# ASSIGNED TASK:
Scan the lines below for the string "Some" and copy every one that has it.

# PROVIDED RECORDS:
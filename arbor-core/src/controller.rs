//! Multi-instance controller.
//!
//! The controller owns the content arena, every running instance, the
//! global variable table and the event bus. All commands run synchronously;
//! a host that drives it from several threads wraps it in a
//! [`SharedController`].

use crate::backend::SaveBackend;
use crate::content::Content;
use crate::context::Context;
use crate::document::{InstanceRecord, Limits, SaveDocument, SideTable, DOCUMENT_VERSION};
use crate::error::CoreError;
use crate::events::{AutomatonEvent, EventBus, EventFilter, EventRecord, Subscription};
use crate::identity::Resolution;
use crate::instance::{ActionInfo, Instance, Step};
use crate::node::NodeId;
use crate::pathfinder::{self, Path};
use crate::registry::VariantRegistry;
use crate::serializer::{self, LoadPass};
use crate::value::{Value, VarTable};
use parking_lot::Mutex;
use serde::{Deserialize, Serialize};
use std::collections::{BTreeMap, BTreeSet, HashSet};
use std::fmt;
use std::sync::Arc;
use tracing::{debug, error, info, warn};

/// Controller behaviour switches.
#[derive(Debug, Clone, PartialEq, Eq, Serialize, Deserialize)]
#[serde(default)]
pub struct ControllerConfig {
    /// Emit per-step `debug!` traces of transition evaluation.
    pub debug_trace: bool,
    /// Save to `autosave_slot` after every transition that changes the
    /// current node.
    pub autosave_on_transition: bool,
    pub autosave_slot: String,
    pub event_history_len: usize,
    pub event_channel_capacity: usize,
    pub default_max_paths: usize,
    pub default_max_depth: usize,
    /// Write node trees into save documents. Without them, a load maps ids
    /// onto the content already registered.
    pub embed_node_trees: bool,
}

impl Default for ControllerConfig {
    fn default() -> Self {
        Self {
            debug_trace: false,
            autosave_on_transition: false,
            autosave_slot: "autosave".to_string(),
            event_history_len: 256,
            event_channel_capacity: 1024,
            default_max_paths: 3,
            default_max_depth: 20,
            embed_node_trees: true,
        }
    }
}

pub type SharedController = Arc<Mutex<Controller>>;

pub struct Controller {
    content: Content,
    instances: BTreeMap<String, Instance>,
    globals: VarTable,
    events: EventBus,
    config: ControllerConfig,
    backend: Option<Box<dyn SaveBackend>>,
    registry: VariantRegistry,
    limits: Limits,
}
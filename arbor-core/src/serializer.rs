//! Converting live content and instances to save records and back.
//!
//! Loading a node tree is two-phase. [`load_nodes`] rebuilds every node into
//! the arena and remembers, for each transition, the persistent id of its
//! target. Once every tree of a document has been rebuilt, and the systems
//! registered, [`resolve_references`] turns those ids into arena indices.
//! Targets outside the tree are looked up through persistent identity; what
//! still cannot be found is left without a target so it can never be taken.

use crate::action::Action;
use crate::condition::Condition;
use crate::content::Content;
use crate::document::{ActionRecord, ConditionRecord, InstanceRecord, Limits, NodeRecord, TransitionRecord};
use crate::error::CoreError;
use crate::identity::Resolution;
use crate::instance::Instance;
use crate::node::{Node, NodeId, Transition};
use crate::registry::VariantRegistry;
use std::collections::HashMap;
use tracing::{debug, warn};

/// Output of the first load phase.
#[derive(Debug)]
pub struct LoadPass {
    pub root: NodeId,
    map: HashMap<String, NodeId>,
    pending: Vec<PendingTarget>,
}

#[derive(Debug)]
struct PendingTarget {
    node: NodeId,
    transition: usize,
    target: String,
}

impl LoadPass {
    pub fn node_count(&self) -> usize {
        self.map.len()
    }

    pub fn pending_count(&self) -> usize {
        self.pending.len()
    }
}

fn condition_record(condition: &Condition) -> ConditionRecord {
    ConditionRecord {
        id: condition.id.clone(),
        name: condition.name.clone(),
        inverted: condition.inverted,
        tag: condition.tag().to_string(),
        params: condition.kind.params(),
    }
}

fn action_record(action: &Action) -> ActionRecord {
    ActionRecord {
        id: action.id.clone(),
        name: action.name.clone(),
        tag: action.tag().to_string(),
        params: action.kind.params(),
    }
}

fn pid_of(content: &Content, id: NodeId) -> Option<String> {
    content.node(id).map(|n| n.persistent_id.clone())
}
//! Nodes, transitions and transition evaluation.

use crate::action::Action;
use crate::condition::{Condition, ConditionKind};
use crate::context::{objective_key, Context};
use crate::value::{StateBag, Value};
use serde::{Deserialize, Serialize};
use std::collections::BTreeSet;
use std::fmt;
use tracing::warn;

/// Index of a node in the content arena.
#[derive(Debug, Clone, Copy, PartialEq, Eq, Hash, PartialOrd, Ord)]
pub struct NodeId(pub u32);

impl NodeId {
    pub fn index(self) -> usize {
        self.0 as usize
    }
}

impl fmt::Display for NodeId {
    fn fmt(&self, f: &mut fmt::Formatter<'_>) -> fmt::Result {
        write!(f, "#{}", self.0)
    }
}

/// Domain role of a node. Behaviour differences are expressed through the
/// capability queries below rather than by matching on the variant.
#[derive(Debug, Clone, PartialEq, Eq, Serialize, Deserialize, Default)]
#[serde(tag = "kind", content = "data", rename_all = "snake_case")]
pub enum NodeKind {
    #[default]
    Basic,
    Root,
    Quest {
        objectives: Vec<String>,
    },
    Dialogue,
    Skill,
    Region,
    Location,
    Crafting,
    Custom(String),
}

impl NodeKind {
    pub fn tag(&self) -> &str {
        match self {
            NodeKind::Basic => "basic",
            NodeKind::Root => "root",
            NodeKind::Quest { .. } => "quest",
            NodeKind::Dialogue => "dialogue",
            NodeKind::Skill => "skill",
            NodeKind::Region => "region",
            NodeKind::Location => "location",
            NodeKind::Crafting => "crafting",
            NodeKind::Custom(tag) => tag,
        }
    }

    pub fn is_quest(&self) -> bool {
        matches!(self, NodeKind::Quest { .. })
    }

    pub fn objectives(&self) -> &[String] {
        match self {
            NodeKind::Quest { objectives } => objectives,
            _ => &[],
        }
    }

    /// Region and location nodes are the only ones a world map addresses.
    pub fn is_location(&self) -> bool {
        matches!(self, NodeKind::Region | NodeKind::Location)
    }

    pub fn is_dialogue(&self) -> bool {
        matches!(self, NodeKind::Dialogue)
    }
}

/// A guarded edge to another node.
#[derive(Debug, Clone)]
pub struct Transition {
    /// Stable id. Left empty at authoring time, it is filled in as
    /// `<node persistent id>#<index>` when persistent ids are assigned.
    pub id: String,
    pub name: String,
    pub target: Option<NodeId>,
    pub conditions: Vec<Condition>,
    pub priority: i32,
    pub state: StateBag,
    /// Once taken by an instance, never taken again by that instance.
    pub one_shot: bool,
}

impl Transition {
    pub fn new(name: impl Into<String>, target: NodeId) -> Self {
        Self {
            id: String::new(),
            name: name.into(),
            target: Some(target),
            conditions: Vec::new(),
            priority: 0,
            state: StateBag::new(),
            one_shot: false,
        }
    }

    pub fn with_id(mut self, id: impl Into<String>) -> Self {
        self.id = id.into();
        self
    }

    pub fn when(mut self, condition: Condition) -> Self {
        self.conditions.push(condition);
        self
    }

    pub fn with_priority(mut self, priority: i32) -> Self {
        self.priority = priority;
        self
    }

    pub fn with_state(mut self, key: impl Into<String>, value: impl Into<Value>) -> Self {
        self.state.insert(key.into(), value.into());
        self
    }

    pub fn once(mut self) -> Self {
        self.one_shot = true;
        self
    }

    /// Conjunction of all conditions, left to right with short circuit.
    /// An unconditioned transition is always satisfied.
    pub fn is_satisfied(&self, ctx: &Context) -> bool {
        self.conditions.iter().all(|c| c.evaluate(ctx))
    }

    /// Whether the transition reacts to explicit player input rather than
    /// firing on its own.
    pub fn is_player_choice(&self) -> bool {
        self.conditions
            .iter()
            .any(|c| matches!(c.kind, ConditionKind::InputMatch { .. }))
    }

    /// Whether a player could take this transition now: every condition
    /// holds except plain input matches, which the choice itself supplies.
    pub fn is_available(&self, ctx: &Context) -> bool {
        self.conditions.iter().all(|c| {
            (!c.inverted && matches!(c.kind, ConditionKind::InputMatch { .. })) || c.evaluate(ctx)
        })
    }

    pub fn describe(&self) -> String {
        if self.conditions.is_empty() {
            return "always".to_string();
        }
        self.conditions
            .iter()
            .map(Condition::describe)
            .collect::<Vec<_>>()
            .join(" and ")
    }
}

/// One state of an automaton.
#[derive(Debug, Clone)]
pub struct Node {
    pub id: NodeId,
    pub name: String,
    pub kind: NodeKind,
    pub persistent_id: String,
    pub state: StateBag,
    pub transitions: Vec<Transition>,
    pub children: Vec<NodeId>,
    pub parent: Option<NodeId>,
    pub entry_actions: Vec<Action>,
    pub exit_actions: Vec<Action>,
    pub accepting: bool,
}

impl Node {
    /// Creates a detached node. The id is assigned when it is added to content.
    pub fn new(name: impl Into<String>, kind: NodeKind) -> Self {
        Self {
            id: NodeId(0),
            name: name.into(),
            kind,
            persistent_id: String::new(),
            state: StateBag::new(),
            transitions: Vec::new(),
            children: Vec::new(),
            parent: None,
            entry_actions: Vec::new(),
            exit_actions: Vec::new(),
            accepting: false,
        }
    }

    pub fn basic(name: impl Into<String>) -> Self {
        Self::new(name, NodeKind::Basic)
    }

    pub fn with_state(mut self, key: impl Into<String>, value: impl Into<Value>) -> Self {
        self.state.insert(key.into(), value.into());
        self
    }

    pub fn on_enter(mut self, action: Action) -> Self {
        self.entry_actions.push(action);
        self
    }

    pub fn on_exit(mut self, action: Action) -> Self {
        self.exit_actions.push(action);
        self
    }

    pub fn accepting(mut self) -> Self {
        self.accepting = true;
        self
    }

    /// Transitions in evaluation order: descending priority, declaration
    /// order among equal priorities.
    pub fn ordered_transitions(&self) -> Vec<&Transition> {
        let mut ordered: Vec<&Transition> = self.transitions.iter().collect();
        ordered.sort_by(|a, b| b.priority.cmp(&a.priority));
        ordered
    }

    /// Returns the highest-priority satisfied transition. Transitions with
    /// no target, and one-shot transitions in `completed`, are skipped.
    pub fn evaluate_transition(&self, ctx: &Context, completed: &BTreeSet<String>) -> Option<&Transition> {
        self.ordered_transitions().into_iter().find(|t| {
            if t.target.is_none() || (t.one_shot && completed.contains(&t.id)) {
                return false;
            }
            let satisfied = t.is_satisfied(ctx);
            ctx.trace(&format!(
                "node '{}' transition '{}' (priority {}): {}",
                self.name, t.name, t.priority, satisfied
            ));
            satisfied
        })
    }

    /// True when this is a quest node and every listed objective is flagged
    /// complete in the context.
    pub fn objectives_complete(&self, ctx: &Context) -> bool {
        let objectives = self.kind.objectives();
        self.kind.is_quest()
            && objectives.iter().all(|o| {
                ctx.get_var(&objective_key(&self.name, o))
                    .map(Value::is_truthy)
                    .unwrap_or(false)
            })
    }

    /// Transitions a player picks explicitly.
    pub fn player_choices(&self) -> Vec<&Transition> {
        self.ordered_transitions()
            .into_iter()
            .filter(|t| t.is_player_choice())
            .collect()
    }

    pub fn enter(&self, ctx: &mut Context) -> usize {
        run_actions(&self.name, "entry", &self.entry_actions, ctx)
    }

    pub fn exit(&self, ctx: &mut Context) -> usize {
        run_actions(&self.name, "exit", &self.exit_actions, ctx)
    }
}

/// Runs actions in order; a failure is logged and the rest still run.
/// Returns the number of failed actions.
fn run_actions(node: &str, phase: &str, actions: &[Action], ctx: &mut Context) -> usize {
    let mut failed = 0;
    for action in actions {
        ctx.trace(&format!("node '{}' {} action '{}'", node, phase, action.name));
        if let Err(e) = action.execute(ctx) {
            warn!(node, phase, action = %action.name, error = %e, "action failed");
            failed += 1;
        }
    }
    failed
}

#[cfg(test)]
mod tests {
    use super::*;
    use crate::context::Scope;
    use crate::value::CompareOp;

    fn node_with(transitions: Vec<Transition>) -> Node {
        let mut node = Node::basic("A");
        node.transitions = transitions;
        node
    }

    #[test]
    fn test_priority_beats_declaration_order() {
        let node = node_with(vec![
            Transition::new("to_b", NodeId(1)).when(Condition::input("go")).with_priority(1),
            Transition::new("to_c", NodeId(2))
                .when(Condition::boolean(true))
                .with_priority(2),
        ]);
        let chosen = node.evaluate_transition(&Context::new("go"), &BTreeSet::new()).unwrap();
        assert_eq!(chosen.target, Some(NodeId(2)));
    }

    #[test]
    fn test_ties_preserve_declaration_order() {
        let node = node_with(vec![
            Transition::new("first", NodeId(1)),
            Transition::new("second", NodeId(2)),
        ]);
        let chosen = node.evaluate_transition(&Context::new(""), &BTreeSet::new()).unwrap();
        assert_eq!(chosen.name, "first");
    }

    #[test]
    fn test_null_target_never_returned() {
        let mut dangling = Transition::new("dangling", NodeId(1)).with_priority(10);
        dangling.target = None;
        let node = node_with(vec![dangling, Transition::new("fallback", NodeId(2))]);
        let chosen = node.evaluate_transition(&Context::new(""), &BTreeSet::new()).unwrap();
        assert_eq!(chosen.name, "fallback");
    }

    #[test]
    fn test_completed_one_shot_skipped() {
        let node = node_with(vec![
            Transition::new("bonus", NodeId(1)).with_id("A#0").once().with_priority(5),
            Transition::new("normal", NodeId(2)).with_id("A#1"),
        ]);
        let mut completed = BTreeSet::new();
        let ctx = Context::new("");
        assert_eq!(node.evaluate_transition(&ctx, &completed).unwrap().name, "bonus");
        completed.insert("A#0".to_string());
        assert_eq!(node.evaluate_transition(&ctx, &completed).unwrap().name, "normal");
    }

    #[test]
    fn test_no_match() {
        let node = node_with(vec![Transition::new("locked", NodeId(1))
            .when(Condition::variable(Scope::Global, "key", CompareOp::Eq, true))]);
        assert!(node.evaluate_transition(&Context::new(""), &BTreeSet::new()).is_none());
    }

    #[test]
    fn test_failed_action_does_not_stop_the_rest() {
        let node = Node::basic("A")
            .on_enter(Action::set_variable(Scope::Param, "x", 1))
            .on_enter(Action::set_variable(Scope::Local, "entered", true));
        let mut ctx = Context::new("");
        assert_eq!(node.enter(&mut ctx), 1);
        assert_eq!(ctx.lookup(Scope::Local, "entered"), Some(&Value::Bool(true)));
    }

    #[test]
    fn test_quest_objectives() {
        let node = Node::new(
            "wolves",
            NodeKind::Quest {
                objectives: vec!["kill".into(), "report".into()],
            },
        );
        let mut ctx = Context::new("");
        ctx.set(Scope::Global, objective_key("wolves", "kill"), Value::Bool(true));
        assert!(!node.objectives_complete(&ctx));
        ctx.set(Scope::Global, objective_key("wolves", "report"), Value::Bool(true));
        assert!(node.objectives_complete(&ctx));
        assert!(!Node::basic("wolves").objectives_complete(&ctx));
    }

    #[test]
    fn test_node_kind_serde() {
        let kind = NodeKind::Quest {
            objectives: vec!["kill".into()],
        };
        let json = serde_json::to_value(&kind).unwrap();
        assert_eq!(json, serde_json::json!({"kind": "quest", "data": {"objectives": ["kill"]}}));
        let custom: NodeKind = serde_json::from_value(serde_json::json!({"kind": "custom", "data": "weather"})).unwrap();
        assert_eq!(custom, NodeKind::Custom("weather".into()));
        assert_eq!(custom.tag(), "weather");
    }
}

# TASK SOLUTION:
            target: Some(target),
        assert_eq!(chosen.target, Some(NodeId(2)));
        assert_eq!(ctx.lookup(Scope::Local, "entered"), Some(&Value::Bool(true)));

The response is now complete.